Long exposure noise reduction can make the write time for the data just as long as the exposure. So if I made a 5 minute exposure then it would take somewhere around 5 minutes for the file to write.

I was in a class this summer where we did a lot of night hooting and, well, there was a lot of waiting...


----------



## MLeeK (Sep 14, 2012)

Derrel said:


> MAYBE they all had Long Exposure Noise Reduction on??? THAT can cut the buffer capacity in HALF on many cameras, no matter if it is used or not, and may also dramatically slow the writing of images/flushing of buffer to card operations.


I'll bet that was it. They were all shooting in jpeg. 
Thank you!


----------



## Derrel (Sep 14, 2012)

rexbobcat said:


> Long exposure noise reduction can make the write time for the data just as long as the exposure. So if I made a 5 minute exposure then it would take somewhere around 5 minutes for the file to write.
> 
> I was in a class this summer where we did a lot of night hooting and, well, there was a lot of waiting...

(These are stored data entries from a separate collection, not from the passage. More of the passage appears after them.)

#![deny(missing_docs)]
//! Shared logging utilities for the back-office workspace.
//!
//! This crate provides the `bo_*` logging macros used across the codebase,
//! level parsing for configuration files and a minimal test initializer for
//! the global logger.

pub use log::LevelFilter;

/// Logs a trace-level message using the global logging facade.
#[macro_export]
macro_rules! bo_trace {
    ($($arg:tt)*) => {{
        log::trace!($($arg)*);
    }};
}

/// Logs an info-level message using the global logging facade.
#[macro_export]
macro_rules! bo_info {
    ($($arg:tt)*) => {{
        log::info!($($arg)*);
    }};
}

/// Logs a debug-level message using the global logging facade.
#[macro_export]
macro_rules! bo_debug {
    ($($arg:tt)*) => {{
        log::debug!($($arg)*);
    }};
}

/// Logs a warn-level message using the global logging facade.
#[macro_export]
macro_rules! bo_warn {
    ($($arg:tt)*) => {{
        log::warn!($($arg)*);
    }};
}

/// Logs an error-level message using the global logging facade.
#[macro_export]
macro_rules! bo_error {
    ($($arg:tt)*) => {{
        log::error!($($arg)*);
    }};
}

/// Parses a level name (`"off"`, `"error"`, `"warn"`, `"info"`, `"debug"`,
/// `"trace"`), case-insensitively. Returns `None` for anything else.
pub fn parse_level(name: &str) -> Option<LevelFilter> {
    name.trim().parse::<LevelFilter>().ok()
}

/// Initializes a simple terminal logger for use in unit tests.
///
/// This safely no-ops if another logger has already been initialized.
pub fn initialize_for_tests() {
    use simplelog::{ColorChoice, CombinedLogger, Config, TermLogger, TerminalMode};

    // Use debug level in debug builds, info in release builds.
    let level = if cfg!(debug_assertions) {
        LevelFilter::Debug
    } else {
        LevelFilter::Info
    };

    // Ignore the error if a logger was already set by another test.
    let _ = CombinedLogger::init(vec![TermLogger::new(
        level,
        Config::default(),
        TerminalMode::Mixed,
        ColorChoice::Auto,
    )]);
}

#[cfg(test)]
mod tests {
    use super::*;

    #[test]
    fn parses_known_levels_case_insensitively() {
        assert_eq!(parse_level("info"), Some(LevelFilter::Info));
        assert_eq!(parse_level(" WARN "), Some(LevelFilter::Warn));
        assert_eq!(parse_level("off"), Some(LevelFilter::Off));
        assert_eq!(parse_level("verbose"), None);
    }
}
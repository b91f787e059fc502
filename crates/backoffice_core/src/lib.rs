//! Back-office core: list pipeline, pure page state machine and view-model helpers.
//!
//! Raw API records flow through [`normalize_all`] into canonical items, then
//! through [`apply`] (filter + sort) and [`paginate`] into page rows. The
//! [`Selection`] and the bulk action model sit on top. [`update`] ties them
//! together as a reducer over [`PageState`].
mod action;
mod bulk;
mod effect;
mod item;
mod msg;
mod normalize;
mod paginate;
mod query;
mod resource;
mod selection;
mod state;
mod update;
mod view_model;

pub use action::{ActionKind, Patch};
pub use bulk::{BulkFailure, BulkOutcome, BulkPhase};
pub use effect::Effect;
pub use item::{CanonicalItem, ItemType, Owner, SourceKind, UnknownVariant};
pub use msg::Msg;
pub use normalize::{normalize, normalize_all, unwrap_records};
pub use paginate::{clamp_page, paginate, total_pages, Page, PageSpec, DEFAULT_PAGE_SIZE};
pub use query::{
    apply, apply_indices, FilterCriteria, SortDirection, SortKey, SortSpec, StatusFilter,
    TypeFilter,
};
pub use resource::Resource;
pub use selection::Selection;
pub use state::PageState;
pub use update::update;
pub use view_model::{PageViewModel, RowView};
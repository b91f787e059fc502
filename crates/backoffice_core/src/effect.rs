use crate::{ActionKind, CanonicalItem, Resource};

/// Side effects requested by [`crate::update`]; executed outside the core.
#[derive(Debug, Clone, PartialEq)]
pub enum Effect {
    /// Load the full list. The answer must echo `generation`.
    FetchList { resource: Resource, generation: u64 },
    /// Run one action. The answer must echo `ticket`.
    RunRowAction {
        ticket: u64,
        resource: Resource,
        action: ActionKind,
        item: CanonicalItem,
    },
    RunBulkAction {
        ticket: u64,
        resource: Resource,
        action: ActionKind,
        targets: Vec<CanonicalItem>,
    },
}
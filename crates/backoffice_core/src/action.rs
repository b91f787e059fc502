use std::fmt;
use std::str::FromStr;

use crate::item::{CanonicalItem, UnknownVariant};

/// Mutation that can be applied to one row or to a selected set of rows.
#[derive(Debug, Clone, Copy, PartialEq, Eq, Hash)]
pub enum ActionKind {
    Activate,
    Deactivate,
    Delete,
    Publish,
    Unpublish,
    Block,
    Unblock,
}

/// What the local list should do with an item once its action succeeded.
#[derive(Debug, Clone, Copy, PartialEq, Eq)]
pub enum Patch {
    Keep,
    Remove,
}

impl ActionKind {
    pub const ALL: [ActionKind; 7] = [
        ActionKind::Activate,
        ActionKind::Deactivate,
        ActionKind::Delete,
        ActionKind::Publish,
        ActionKind::Unpublish,
        ActionKind::Block,
        ActionKind::Unblock,
    ];

    pub fn as_str(self) -> &'static str {
        match self {
            ActionKind::Activate => "activate",
            ActionKind::Deactivate => "deactivate",
            ActionKind::Delete => "delete",
            ActionKind::Publish => "publish",
            ActionKind::Unpublish => "unpublish",
            ActionKind::Block => "block",
            ActionKind::Unblock => "unblock",
        }
    }

    /// Past participle used in summaries ("8 of 10 published").
    pub fn past_tense(self) -> &'static str {
        match self {
            ActionKind::Activate => "activated",
            ActionKind::Deactivate => "deactivated",
            ActionKind::Delete => "deleted",
            ActionKind::Publish => "published",
            ActionKind::Unpublish => "unpublished",
            ActionKind::Block => "blocked",
            ActionKind::Unblock => "unblocked",
        }
    }

    /// Applies the confirmed effect of this action to a local copy.
    ///
    /// Deleting removes the row unless the resource soft-deletes, in which
    /// case the row stays and is flagged.
    pub fn patch(self, item: &mut CanonicalItem, soft_delete: bool) -> Patch {
        match self {
            ActionKind::Activate => {
                item.is_deleted = false;
                item.status = "active".to_string();
            }
            ActionKind::Deactivate => {
                item.status = "inactive".to_string();
            }
            ActionKind::Delete => {
                if !soft_delete {
                    return Patch::Remove;
                }
                item.is_deleted = true;
                item.status = "deleted".to_string();
            }
            ActionKind::Publish => {
                item.is_published = true;
                item.status = "published".to_string();
            }
            ActionKind::Unpublish => {
                item.is_published = false;
                item.status = "pending".to_string();
            }
            ActionKind::Block => {
                item.is_blocked = true;
                item.status = "blocked".to_string();
            }
            ActionKind::Unblock => {
                item.is_blocked = false;
                item.status = if item.is_published {
                    "published".to_string()
                } else {
                    "active".to_string()
                };
            }
        }
        Patch::Keep
    }
}

impl fmt::Display for ActionKind {
    fn fmt(&self, f: &mut fmt::Formatter<'_>) -> fmt::Result {
        f.write_str(self.as_str())
    }
}

impl FromStr for ActionKind {
    type Err = UnknownVariant;

    fn from_str(s: &str) -> Result<Self, Self::Err> {
        let wanted = s.trim().to_ascii_lowercase();
        ActionKind::ALL
            .into_iter()
            .find(|action| action.as_str() == wanted)
            .ok_or_else(|| UnknownVariant(s.to_string()))
    }
}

Heh,heh,heh...one Fourth of July, I shot some fireworks with Long Exposure Noise Reduction on...zOMG...talk about WAITING!!!!! Geeeeeeze....


----------



## table1349 (Sep 14, 2012)

Well that problem seems to be solved.  Derrel.  It should be mandatory that in body noise reduction be in the off position from the factory.  If the newbie wants it on then they should have to R.T.F.M. to find out how.  Kill a couple of birds with one stone that way.


----------



## MLeeK (Sep 14, 2012)

Isn't it set to off? I can't say as I have ever used it! LOL! Maybe I should RTFM again!


----------



## table1349 (Sep 14, 2012)

No if memory serves me correctly, in camera noise reduction on is the default setting.  That is why there is so many confused photographers when it happens.


----------



## gsgary (Sep 15, 2012)

Auto ISO ? dont higher ISO files have more info


----------



## Overread (Sep 15, 2012)

Few thoughts:

1) Long exposure noise reduction is set to OFF by default. You've got to turn it on before you can actually enable it. It will also match the exposure time with a second exposure (taken with the shutter blades closed). As such they would have had the same problems before the sun went down as after if their shutter speeds were around the same speed

2) It's long been noted that Canon DSLRs (newer ones esp) slow their burst rate as the light dims and the ISO rises. From what I can gather this has something to do with the metering capabilities specifically in low light. As such even in full manual mode with a fixed shutter speed the metering will interrupt and slow the fps of the camera.

2b) Add to that the fact that higher ISO tends to result in larger file sizes (all those dots of noise mean more data to write) so, again, you've a reduction in the capacity for the camera to retain its fast shooting performance when the ISO is high. 

These points of course have more effect on lower level bodies with their reduced writing speeds and smaller buffers.


----------



## MLeeK (Sep 15, 2012)

All 3 had the High ISO noise reduction as well as Long Exposure noise reduction on. I think they'll see a huge improvement. 
They've all got good memory cards. I made sure of that much when we started talking about shooting sports. But they couldn't shoot a burst of 2 or 3 and they should have been able to. The large file size makes some sense as well as the noise reduction. Couple that with the lower end bodies and it makes a LOT of sense. 
I had thought a little bit about the metering in the dark, but the field we were on was well lit so focusing was good. Metering I had wondered about and tried switching them to manual and also changing the metering time to 4 seconds. Didn't help any.  We'll see how they fare tonight! I think the dark and white jerseys make it easier with the focusing.


----------